Your answer should consist of each line below that contains the string "Ordering".

══ INFORMATION SHOWN

pub mod controller;
pub mod state;

pub use controller::{CaptureSession, ErrorCallback, ResultCallback};
pub use state::{SessionSnapshot, SessionState, SessionStatus};
use anyhow::{Context, Result};
use std::sync::atomic::{AtomicU64, Ordering};
use std::sync::Arc;
use tokio::task::JoinHandle;
use tokio_util::sync::CancellationToken;

use crate::error::ScanError;
use crate::geometry::Region;
use crate::media::FrameSource;

use super::loop_worker::sampling_loop;
use super::{FrameCallback, ScanRate};

// Set to true to enable verbose logging in this module
const ENABLE_LOGS: bool = true;

use crate::log_info;

/// Owns the background sampling task.
pub struct FrameSampler {
    handle: Option<JoinHandle<()>>,
    cancel_token: Option<CancellationToken>,
    frames_sampled: Arc<AtomicU64>,
}

impl FrameSampler {
    pub fn new() -> Self {
        Self {
            handle: None,
            cancel_token: None,
            frames_sampled: Arc::new(AtomicU64::new(0)),
        }
    }

    pub fn is_sampling(&self) -> bool {
        self.handle.is_some()
    }

    /// Frames copied into the decode buffer since the last start.
    pub fn frames_sampled(&self) -> u64 {
        self.frames_sampled.load(Ordering::SeqCst)
    }

    /// Spawns the sampling loop on the current tokio runtime. The first tick
    /// runs immediately.
    pub fn start_sampling<S>(
        &mut self,
        source: Arc<S>,
        region: Region,
        rate: ScanRate,
        on_frame: FrameCallback,
    ) -> Result<(), ScanError>
    where
        S: FrameSource + ?Sized + 'static,
    {
        if self.handle.is_some() {
            return Err(ScanError::InvalidState("sampling already active".into()));
        }

        let pixels = region.to_pixels();
        log_info!(
            "sampling {}x{} at ({}, {}) every {:?}",
            pixels.width,
            pixels.height,
            pixels.x,
            pixels.y,
            rate.interval()
        );

        self.frames_sampled.store(0, Ordering::SeqCst);
        let cancel_token = CancellationToken::new();

        let handle = tokio::spawn(sampling_loop(
            source,
            pixels,
            rate.interval(),
            on_frame,
            self.frames_sampled.clone(),
            cancel_token.clone(),
        ));

        self.handle = Some(handle);
        self.cancel_token = Some(cancel_token);
        Ok(())
    }

    /// Cancels the loop and waits for it to exit. A no-op when not sampling.
    pub async fn stop_sampling(&mut self) -> Result<()> {
        if let Some(token) = self.cancel_token.take() {
            token.cancel();
        }

        if let Some(handle) = self.handle.take() {
            handle
                .await
                .context("frame sampling task failed to join")
                .map(|_| ())
        } else {
            Ok(())
        }
    }

    /// Cancels the loop without waiting for it to exit, for teardown paths
    /// that cannot await.
    pub fn cancel(&mut self) {
        if let Some(token) = self.cancel_token.take() {
            token.cancel();
        }
        self.handle = None;
    }
}

impl Default for FrameSampler {
    fn default() -> Self {
        Self::new()
    }
}

impl Drop for FrameSampler {
    fn drop(&mut self) {
        self.cancel();
    }
}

════

## SOLUTION FOR THIS EXERCISE
use std::sync::atomic::{AtomicU64, Ordering};
        self.frames_sampled.load(Ordering::SeqCst)
        self.frames_sampled.store(0, Ordering::SeqCst);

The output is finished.